The appeal to extremes is an ancient rhetorical flourish, what puritans will describe as a logical fallacy — to make an argument, the premises are stretched to a fault, even to absurdity. The Disgusting Food Museum, which opened this month in Malmo, Sweden, is in keeping with that glorious tradition of argumentation. The purpose of allowing visitors to see, smell and even taste the pungent “acquired tastes” on display is not to judge food from other cultures because “our foods are just as disgusting when seen through the lens of another culture,” according to museum director Andreas Ahrens.
A mouse wine from China, a fruit bat soup, frog smoothies — and other exotic fares — find a place next to American root beer and foie gras, the French delicacy obtained by force-feeding ducks and geese. Nordic delicacies such as rotten fish and even a meat so common as pork have been placed in the “disgusting” category.
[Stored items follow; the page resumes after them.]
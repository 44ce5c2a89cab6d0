//! UDP transport (RFC 1035 §4.2.1). One request per datagram, one datagram
//! back; no framing. The receive buffer is sized to the EDNS payload the
//! request advertised, or the classic 512 bytes without EDNS. A response
//! with the TC bit set is the engine's cue to retry over TCP.

use super::{map_io_error, with_deadline};
use async_trait::async_trait;
use ferrous_resolver_application::ports::{DnsTransport, TransportProtocol, TransportReply};
use ferrous_resolver_domain::{ResolveError, ServerEndpoint};
use std::net::{Ipv4Addr, Ipv6Addr, SocketAddr};
use std::time::Duration;
use tokio::net::UdpSocket;
use tracing::debug;

pub struct UdpTransport;

#[async_trait]
impl DnsTransport for UdpTransport {
    async fn exchange(
        &self,
        server: ServerEndpoint,
        payload: &[u8],
        timeout: Option<Duration>,
        max_response_size: usize,
    ) -> Result<TransportReply, ResolveError> {
        let addr = server.address();
        let bind_addr: SocketAddr = if addr.is_ipv4() {
            (Ipv4Addr::UNSPECIFIED, 0).into()
        } else {
            (Ipv6Addr::UNSPECIFIED, 0).into()
        };

        let socket = UdpSocket::bind(bind_addr)
            .await
            .map_err(|e| ResolveError::ConnectionFailure {
                server,
                message: format!("failed to bind UDP socket: {}", e),
            })?;

        // Connecting filters datagrams from other sources at the kernel.
        socket
            .connect(addr)
            .await
            .map_err(|e| map_io_error(server, e))?;

        with_deadline(timeout, server, socket.send(payload))
            .await?
            .map_err(|e| map_io_error(server, e))?;

        debug!(server = %server, bytes = payload.len(), "UDP query sent");

        let mut buf = vec![0u8; max_response_size.max(512)];
        let received = with_deadline(timeout, server, socket.recv(&mut buf))
            .await?
            .map_err(|e| map_io_error(server, e))?;
        buf.truncate(received);

        debug!(server = %server, bytes = received, "UDP response received");

        Ok(TransportReply {
            bytes: buf,
            protocol: TransportProtocol::Udp,
        })
    }

    fn protocol(&self) -> TransportProtocol {
        TransportProtocol::Udp
    }
}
The intention behind the exhibit is certainly noble. By placing American and Swedish food next to the more obvious challenges to the Euro-American palate, the museum seems to want to say, “in the end, we are all people. Either all food is disgusting or none of them is”.
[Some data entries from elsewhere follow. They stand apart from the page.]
//! The effective, ordered list of name servers: user-supplied entries plus
//! whatever discovery reports, validated and deduplicated.

use ferrous_resolver_application::ports::ServerDiscovery;
use ferrous_resolver_domain::{NameServer, ServerEndpoint};
use rand::seq::SliceRandom;
use smallvec::SmallVec;
use std::sync::atomic::{AtomicU64, Ordering};
use std::sync::{Arc, RwLock};
use std::time::{Duration, Instant};
use tracing::{debug, warn};

/// Minimum spacing between discovery refreshes.
const REFRESH_INTERVAL: Duration = Duration::from_secs(60);

pub struct ServerRoster {
    configured: Vec<Arc<NameServer>>,
    discovered: RwLock<Vec<Arc<NameServer>>>,
    discovery: Option<Arc<dyn ServerDiscovery>>,
    /// Monotonic milliseconds (since `epoch`) of the last refresh that ran;
    /// zero means never. Compare-and-swap on this stamp collapses
    /// concurrent refreshers into a single winner.
    last_refresh_ms: AtomicU64,
    epoch: Instant,
}

impl ServerRoster {
    pub fn new(
        configured: impl IntoIterator<Item = ServerEndpoint>,
        discovery: Option<Arc<dyn ServerDiscovery>>,
    ) -> Self {
        Self {
            configured: Self::sanitize(configured),
            discovered: RwLock::new(Vec::new()),
            discovery,
            last_refresh_ms: AtomicU64::new(0),
            epoch: Instant::now(),
        }
    }

    /// Drops invalid endpoints and duplicates, preserving first-seen order.
    fn sanitize(endpoints: impl IntoIterator<Item = ServerEndpoint>) -> Vec<Arc<NameServer>> {
        let mut seen: SmallVec<[ServerEndpoint; 8]> = SmallVec::new();
        let mut servers = Vec::new();
        for endpoint in endpoints {
            if !endpoint.is_valid() {
                debug!(server = %endpoint, "dropping invalid name server");
                continue;
            }
            if seen.contains(&endpoint) {
                continue;
            }
            seen.push(endpoint);
            servers.push(Arc::new(NameServer::new(endpoint)));
        }
        servers
    }

    /// Re-runs discovery if due. At most one refresh per interval across
    /// all callers; losers of the stamp race return immediately. A failed
    /// discovery keeps the previous list.
    pub async fn refresh(&self) {
        let Some(discovery) = &self.discovery else {
            return;
        };

        let now_ms = (self.epoch.elapsed().as_millis() as u64).max(1);
        let last = self.last_refresh_ms.load(Ordering::Acquire);
        if last != 0 && now_ms.saturating_sub(last) < REFRESH_INTERVAL.as_millis() as u64 {
            return;
        }
        if self
            .last_refresh_ms
            .compare_exchange(last, now_ms, Ordering::AcqRel, Ordering::Relaxed)
            .is_err()
        {
            // Another caller won the stamp; their refresh covers us.
            return;
        }

        match discovery.discover().await {
            Ok(found) => {
                let servers = Self::sanitize(found);
                debug!(count = servers.len(), "name server discovery refreshed");
                let mut guard = match self.discovered.write() {
                    Ok(guard) => guard,
                    Err(poisoned) => poisoned.into_inner(),
                };
                *guard = servers;
            }
            Err(error) => {
                warn!(error = %error, "name server discovery failed, keeping previous roster");
            }
        }
    }

    /// The roster a single query runs against: configured servers first,
    /// then discovered ones, deduplicated across the two sources and
    /// optionally shuffled into a per-query order.
    pub fn snapshot(&self, include_discovered: bool, shuffle: bool) -> Vec<Arc<NameServer>> {
        let mut seen: SmallVec<[ServerEndpoint; 8]> = SmallVec::new();
        let mut servers: Vec<Arc<NameServer>> = Vec::new();

        let discovered = if include_discovered {
            match self.discovered.read() {
                Ok(guard) => guard.clone(),
                Err(poisoned) => poisoned.into_inner().clone(),
            }
        } else {
            Vec::new()
        };

        for server in self.configured.iter().chain(discovered.iter()) {
            if seen.contains(&server.endpoint()) {
                continue;
            }
            seen.push(server.endpoint());
            servers.push(Arc::clone(server));
        }

        if shuffle && servers.len() > 1 {
            servers.shuffle(&mut rand::thread_rng());
        }
        servers
    }

    pub fn has_configured_servers(&self) -> bool {
        !self.configured.is_empty()
    }
}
The problem with a museum of palates, like all things cultural, is that the act of curation exoticises some elements at the expense of others. Historical truths such as colonialism and the economic and culinary realities of globalisation mean that a hamburger and liquorice are placed in a museum of “disgusting” food at best as straw men to make Ahrens’ argument and, at worst, as acts of mere tokenism. Finally, there is the question of the nomenclature for the exhibit. Dishes from the peripheries of the European imagination, when placed in the “disgusting” category, may actually reinforce the stereotypes that the museum seeks to break.